▶ Task objective
Going from the top of the data below, give again each line through the one containing "are resolved against.", both ends kept.

▶ Extracted entries
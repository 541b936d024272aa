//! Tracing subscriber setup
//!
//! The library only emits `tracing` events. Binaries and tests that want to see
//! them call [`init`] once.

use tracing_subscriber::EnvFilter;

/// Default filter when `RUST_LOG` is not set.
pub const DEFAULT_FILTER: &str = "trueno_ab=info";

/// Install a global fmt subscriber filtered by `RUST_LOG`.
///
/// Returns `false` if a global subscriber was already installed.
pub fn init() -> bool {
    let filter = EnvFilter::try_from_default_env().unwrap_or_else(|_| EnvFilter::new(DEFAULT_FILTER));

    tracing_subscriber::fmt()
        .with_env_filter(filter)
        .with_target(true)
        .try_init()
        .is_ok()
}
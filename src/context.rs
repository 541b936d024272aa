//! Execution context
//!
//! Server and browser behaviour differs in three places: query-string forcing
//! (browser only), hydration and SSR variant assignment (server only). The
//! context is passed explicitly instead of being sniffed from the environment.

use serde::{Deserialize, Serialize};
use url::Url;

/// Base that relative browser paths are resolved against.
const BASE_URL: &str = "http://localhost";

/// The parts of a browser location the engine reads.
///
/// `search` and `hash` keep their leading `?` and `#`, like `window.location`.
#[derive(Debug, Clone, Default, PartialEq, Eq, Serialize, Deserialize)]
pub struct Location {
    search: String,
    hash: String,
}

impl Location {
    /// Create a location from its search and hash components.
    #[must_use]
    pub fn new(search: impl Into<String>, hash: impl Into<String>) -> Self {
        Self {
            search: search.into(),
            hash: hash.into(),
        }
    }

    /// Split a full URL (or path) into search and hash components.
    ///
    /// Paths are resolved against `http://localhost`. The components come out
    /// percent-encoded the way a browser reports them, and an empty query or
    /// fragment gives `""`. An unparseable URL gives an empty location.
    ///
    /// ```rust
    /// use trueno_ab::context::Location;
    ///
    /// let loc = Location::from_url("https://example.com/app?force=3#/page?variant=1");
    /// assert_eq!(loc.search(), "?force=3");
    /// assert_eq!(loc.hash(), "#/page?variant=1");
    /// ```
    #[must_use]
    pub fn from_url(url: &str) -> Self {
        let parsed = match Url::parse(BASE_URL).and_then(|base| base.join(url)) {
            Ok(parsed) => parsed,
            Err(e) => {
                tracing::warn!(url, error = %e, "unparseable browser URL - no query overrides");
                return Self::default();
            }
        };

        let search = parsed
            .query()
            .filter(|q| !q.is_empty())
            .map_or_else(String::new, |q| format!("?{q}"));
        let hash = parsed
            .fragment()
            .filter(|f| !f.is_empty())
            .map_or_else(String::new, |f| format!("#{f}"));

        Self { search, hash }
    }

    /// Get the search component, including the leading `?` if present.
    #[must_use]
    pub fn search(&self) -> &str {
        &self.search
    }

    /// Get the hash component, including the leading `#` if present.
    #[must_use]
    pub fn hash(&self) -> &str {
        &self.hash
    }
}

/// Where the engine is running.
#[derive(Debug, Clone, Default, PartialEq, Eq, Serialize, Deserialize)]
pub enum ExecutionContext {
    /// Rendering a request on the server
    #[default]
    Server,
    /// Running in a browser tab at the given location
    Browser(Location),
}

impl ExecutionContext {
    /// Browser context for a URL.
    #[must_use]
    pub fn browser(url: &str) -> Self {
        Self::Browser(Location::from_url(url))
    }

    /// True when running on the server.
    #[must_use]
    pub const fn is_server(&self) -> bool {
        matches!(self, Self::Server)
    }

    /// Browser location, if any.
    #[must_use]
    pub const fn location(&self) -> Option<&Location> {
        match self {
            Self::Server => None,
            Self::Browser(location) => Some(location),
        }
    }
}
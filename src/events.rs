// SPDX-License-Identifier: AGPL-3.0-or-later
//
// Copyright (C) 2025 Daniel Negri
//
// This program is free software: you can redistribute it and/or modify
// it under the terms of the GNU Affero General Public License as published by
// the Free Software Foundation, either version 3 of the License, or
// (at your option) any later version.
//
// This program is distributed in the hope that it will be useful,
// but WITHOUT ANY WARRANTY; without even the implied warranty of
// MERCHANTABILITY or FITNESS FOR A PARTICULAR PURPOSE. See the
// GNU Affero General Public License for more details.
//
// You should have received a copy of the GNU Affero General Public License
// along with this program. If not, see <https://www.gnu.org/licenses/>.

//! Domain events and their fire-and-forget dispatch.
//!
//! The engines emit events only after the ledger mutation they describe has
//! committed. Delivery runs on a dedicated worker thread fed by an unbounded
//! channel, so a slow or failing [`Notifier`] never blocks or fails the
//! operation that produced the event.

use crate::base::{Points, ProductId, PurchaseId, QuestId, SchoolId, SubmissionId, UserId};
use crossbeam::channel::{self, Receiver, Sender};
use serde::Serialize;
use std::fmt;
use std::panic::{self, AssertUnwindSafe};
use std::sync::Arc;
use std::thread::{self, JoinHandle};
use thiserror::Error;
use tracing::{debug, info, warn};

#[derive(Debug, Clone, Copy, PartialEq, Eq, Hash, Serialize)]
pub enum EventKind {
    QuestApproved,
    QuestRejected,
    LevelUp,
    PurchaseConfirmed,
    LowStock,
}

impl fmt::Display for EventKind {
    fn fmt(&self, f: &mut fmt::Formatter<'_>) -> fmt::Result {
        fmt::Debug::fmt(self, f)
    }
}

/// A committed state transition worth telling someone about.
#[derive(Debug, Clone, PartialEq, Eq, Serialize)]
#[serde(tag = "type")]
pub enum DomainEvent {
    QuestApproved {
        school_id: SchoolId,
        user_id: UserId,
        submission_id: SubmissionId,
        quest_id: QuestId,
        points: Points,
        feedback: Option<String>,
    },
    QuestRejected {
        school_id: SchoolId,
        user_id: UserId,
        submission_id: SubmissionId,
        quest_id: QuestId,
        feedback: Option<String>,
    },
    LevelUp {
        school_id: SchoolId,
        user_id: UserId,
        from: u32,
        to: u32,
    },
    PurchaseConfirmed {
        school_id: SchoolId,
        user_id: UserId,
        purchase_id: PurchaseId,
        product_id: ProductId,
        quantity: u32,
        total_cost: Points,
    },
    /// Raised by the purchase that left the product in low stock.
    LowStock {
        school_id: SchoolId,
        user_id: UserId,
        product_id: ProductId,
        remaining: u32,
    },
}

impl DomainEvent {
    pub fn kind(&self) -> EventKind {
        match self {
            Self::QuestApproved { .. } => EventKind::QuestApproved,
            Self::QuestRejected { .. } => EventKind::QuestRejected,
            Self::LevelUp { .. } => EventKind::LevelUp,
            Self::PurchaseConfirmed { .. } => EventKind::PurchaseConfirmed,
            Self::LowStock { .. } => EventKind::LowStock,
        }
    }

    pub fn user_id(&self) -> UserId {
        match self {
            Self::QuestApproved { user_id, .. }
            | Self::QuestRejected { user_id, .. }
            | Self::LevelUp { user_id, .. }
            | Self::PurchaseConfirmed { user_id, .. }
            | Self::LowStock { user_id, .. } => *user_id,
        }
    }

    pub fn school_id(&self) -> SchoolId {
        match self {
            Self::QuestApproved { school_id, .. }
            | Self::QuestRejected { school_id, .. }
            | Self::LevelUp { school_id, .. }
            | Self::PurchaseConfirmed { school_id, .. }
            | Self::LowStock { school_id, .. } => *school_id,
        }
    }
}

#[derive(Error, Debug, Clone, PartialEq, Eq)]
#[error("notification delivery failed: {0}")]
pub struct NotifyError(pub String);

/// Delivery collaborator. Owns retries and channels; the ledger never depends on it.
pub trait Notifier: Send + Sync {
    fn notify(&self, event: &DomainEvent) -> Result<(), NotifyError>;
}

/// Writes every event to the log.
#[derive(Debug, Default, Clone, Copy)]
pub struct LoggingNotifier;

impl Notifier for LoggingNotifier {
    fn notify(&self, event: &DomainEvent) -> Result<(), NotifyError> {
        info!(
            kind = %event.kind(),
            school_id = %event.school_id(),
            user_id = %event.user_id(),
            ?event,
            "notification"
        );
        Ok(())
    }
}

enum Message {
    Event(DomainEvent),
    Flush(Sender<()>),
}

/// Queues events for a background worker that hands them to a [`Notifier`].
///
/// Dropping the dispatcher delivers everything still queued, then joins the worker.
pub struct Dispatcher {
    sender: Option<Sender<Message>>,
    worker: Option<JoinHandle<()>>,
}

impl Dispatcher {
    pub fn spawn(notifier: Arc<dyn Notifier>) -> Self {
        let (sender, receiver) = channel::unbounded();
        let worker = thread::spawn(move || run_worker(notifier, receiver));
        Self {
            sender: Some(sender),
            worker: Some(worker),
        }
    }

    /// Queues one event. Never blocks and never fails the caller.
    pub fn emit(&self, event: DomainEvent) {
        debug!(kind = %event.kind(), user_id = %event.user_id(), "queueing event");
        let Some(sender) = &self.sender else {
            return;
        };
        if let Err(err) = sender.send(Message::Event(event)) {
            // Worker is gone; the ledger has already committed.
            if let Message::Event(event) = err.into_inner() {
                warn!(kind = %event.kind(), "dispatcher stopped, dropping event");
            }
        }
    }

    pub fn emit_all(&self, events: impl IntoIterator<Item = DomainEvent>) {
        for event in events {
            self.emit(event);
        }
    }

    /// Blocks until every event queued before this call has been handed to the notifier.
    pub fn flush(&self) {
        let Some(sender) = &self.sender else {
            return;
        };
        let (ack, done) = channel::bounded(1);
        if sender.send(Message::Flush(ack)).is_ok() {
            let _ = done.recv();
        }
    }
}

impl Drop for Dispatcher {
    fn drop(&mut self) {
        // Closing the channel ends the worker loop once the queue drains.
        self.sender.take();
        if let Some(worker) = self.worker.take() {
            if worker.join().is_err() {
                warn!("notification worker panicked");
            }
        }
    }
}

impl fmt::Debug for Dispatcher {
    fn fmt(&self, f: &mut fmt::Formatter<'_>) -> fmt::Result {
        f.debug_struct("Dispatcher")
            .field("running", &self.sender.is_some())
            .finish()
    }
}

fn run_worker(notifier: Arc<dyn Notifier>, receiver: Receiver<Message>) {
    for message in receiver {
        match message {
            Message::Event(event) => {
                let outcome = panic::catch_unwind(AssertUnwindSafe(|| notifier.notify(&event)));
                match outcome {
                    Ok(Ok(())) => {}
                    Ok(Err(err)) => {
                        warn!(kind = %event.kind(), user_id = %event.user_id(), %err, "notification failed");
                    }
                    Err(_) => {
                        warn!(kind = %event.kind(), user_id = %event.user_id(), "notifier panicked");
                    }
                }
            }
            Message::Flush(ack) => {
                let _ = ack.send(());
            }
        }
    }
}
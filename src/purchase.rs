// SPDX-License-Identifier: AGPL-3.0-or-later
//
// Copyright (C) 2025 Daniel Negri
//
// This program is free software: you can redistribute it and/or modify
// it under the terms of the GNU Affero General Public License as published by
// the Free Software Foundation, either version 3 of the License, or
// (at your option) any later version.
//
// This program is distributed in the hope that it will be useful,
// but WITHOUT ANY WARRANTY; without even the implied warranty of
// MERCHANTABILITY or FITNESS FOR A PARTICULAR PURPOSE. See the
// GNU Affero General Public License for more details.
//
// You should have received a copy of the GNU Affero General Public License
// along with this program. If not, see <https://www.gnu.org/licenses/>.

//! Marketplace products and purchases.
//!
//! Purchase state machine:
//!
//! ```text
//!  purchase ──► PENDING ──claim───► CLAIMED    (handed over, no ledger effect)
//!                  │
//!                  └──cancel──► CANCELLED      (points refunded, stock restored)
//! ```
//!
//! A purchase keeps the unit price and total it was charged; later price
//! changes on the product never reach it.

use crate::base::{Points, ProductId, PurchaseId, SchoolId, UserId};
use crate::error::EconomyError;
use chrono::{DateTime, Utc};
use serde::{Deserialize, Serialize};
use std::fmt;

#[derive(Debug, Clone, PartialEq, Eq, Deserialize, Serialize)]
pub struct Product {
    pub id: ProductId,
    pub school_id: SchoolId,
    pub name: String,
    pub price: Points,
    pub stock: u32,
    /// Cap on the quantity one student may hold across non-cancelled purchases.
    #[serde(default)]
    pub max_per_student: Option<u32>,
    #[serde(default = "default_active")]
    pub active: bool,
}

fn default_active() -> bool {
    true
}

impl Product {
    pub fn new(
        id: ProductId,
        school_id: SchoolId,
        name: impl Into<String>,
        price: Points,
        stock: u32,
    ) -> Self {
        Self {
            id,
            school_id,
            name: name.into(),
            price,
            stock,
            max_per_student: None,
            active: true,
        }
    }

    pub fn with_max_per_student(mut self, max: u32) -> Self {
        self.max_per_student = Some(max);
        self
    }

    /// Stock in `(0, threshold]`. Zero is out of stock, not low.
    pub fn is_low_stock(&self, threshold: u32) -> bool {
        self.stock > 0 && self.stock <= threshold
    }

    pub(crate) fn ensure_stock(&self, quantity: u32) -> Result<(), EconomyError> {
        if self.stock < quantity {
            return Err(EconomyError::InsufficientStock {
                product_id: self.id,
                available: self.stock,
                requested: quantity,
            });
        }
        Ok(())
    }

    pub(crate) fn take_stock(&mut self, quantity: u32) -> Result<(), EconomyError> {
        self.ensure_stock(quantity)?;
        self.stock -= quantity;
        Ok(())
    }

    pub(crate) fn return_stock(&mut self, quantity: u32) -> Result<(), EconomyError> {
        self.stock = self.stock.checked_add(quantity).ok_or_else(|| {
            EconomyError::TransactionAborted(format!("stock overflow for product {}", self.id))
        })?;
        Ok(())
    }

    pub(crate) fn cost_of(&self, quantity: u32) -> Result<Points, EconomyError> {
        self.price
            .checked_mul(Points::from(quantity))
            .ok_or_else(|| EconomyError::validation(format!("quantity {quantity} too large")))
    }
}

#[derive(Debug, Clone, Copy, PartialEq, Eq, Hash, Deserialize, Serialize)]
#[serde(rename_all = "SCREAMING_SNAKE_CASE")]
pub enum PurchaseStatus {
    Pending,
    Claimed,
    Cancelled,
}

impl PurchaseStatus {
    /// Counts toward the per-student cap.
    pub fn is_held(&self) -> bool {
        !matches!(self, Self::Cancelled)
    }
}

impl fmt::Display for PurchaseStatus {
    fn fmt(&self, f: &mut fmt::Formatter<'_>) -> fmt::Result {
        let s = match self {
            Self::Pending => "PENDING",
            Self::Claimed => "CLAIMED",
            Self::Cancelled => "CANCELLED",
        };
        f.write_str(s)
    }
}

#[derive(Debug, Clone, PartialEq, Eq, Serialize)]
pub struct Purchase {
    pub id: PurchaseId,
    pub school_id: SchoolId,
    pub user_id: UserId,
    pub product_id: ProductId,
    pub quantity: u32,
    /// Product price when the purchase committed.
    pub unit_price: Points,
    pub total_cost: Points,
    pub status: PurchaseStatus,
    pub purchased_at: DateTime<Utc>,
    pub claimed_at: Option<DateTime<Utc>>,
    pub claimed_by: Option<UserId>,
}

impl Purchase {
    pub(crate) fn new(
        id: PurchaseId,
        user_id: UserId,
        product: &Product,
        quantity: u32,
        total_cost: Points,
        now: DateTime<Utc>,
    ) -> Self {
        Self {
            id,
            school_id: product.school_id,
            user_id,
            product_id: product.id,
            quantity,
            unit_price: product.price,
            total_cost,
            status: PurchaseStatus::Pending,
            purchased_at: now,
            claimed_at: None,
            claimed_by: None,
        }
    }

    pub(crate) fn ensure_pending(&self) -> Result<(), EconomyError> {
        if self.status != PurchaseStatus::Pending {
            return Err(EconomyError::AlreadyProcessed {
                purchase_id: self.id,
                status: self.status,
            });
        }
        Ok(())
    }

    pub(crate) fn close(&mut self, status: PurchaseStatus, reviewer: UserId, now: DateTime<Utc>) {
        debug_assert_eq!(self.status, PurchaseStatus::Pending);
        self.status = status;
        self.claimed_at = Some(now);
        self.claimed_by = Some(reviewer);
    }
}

▶ Exercise result
repository 541b936d024272aa
//! Tracing subscriber setup
//!
//! The library only emits `tracing` events. Binaries and tests that want to see
//! them call [`init`] once.

use tracing_subscriber::EnvFilter;

/// Default filter when `RUST_LOG` is not set.
pub const DEFAULT_FILTER: &str = "trueno_ab=info";

/// Install a global fmt subscriber filtered by `RUST_LOG`.
///
/// Returns `false` if a global subscriber was already installed.
pub fn init() -> bool {
    let filter = EnvFilter::try_from_default_env().unwrap_or_else(|_| EnvFilter::new(DEFAULT_FILTER));

    tracing_subscriber::fmt()
        .with_env_filter(filter)
        .with_target(true)
        .try_init()
        .is_ok()
}
filename src/context.rs
repository 541b936d024272aa
//! Execution context
//!
//! Server and browser behaviour differs in three places: query-string forcing
//! (browser only), hydration and SSR variant assignment (server only). The
//! context is passed explicitly instead of being sniffed from the environment.

use serde::{Deserialize, Serialize};
use url::Url;

/// Base that relative browser paths are resolved against.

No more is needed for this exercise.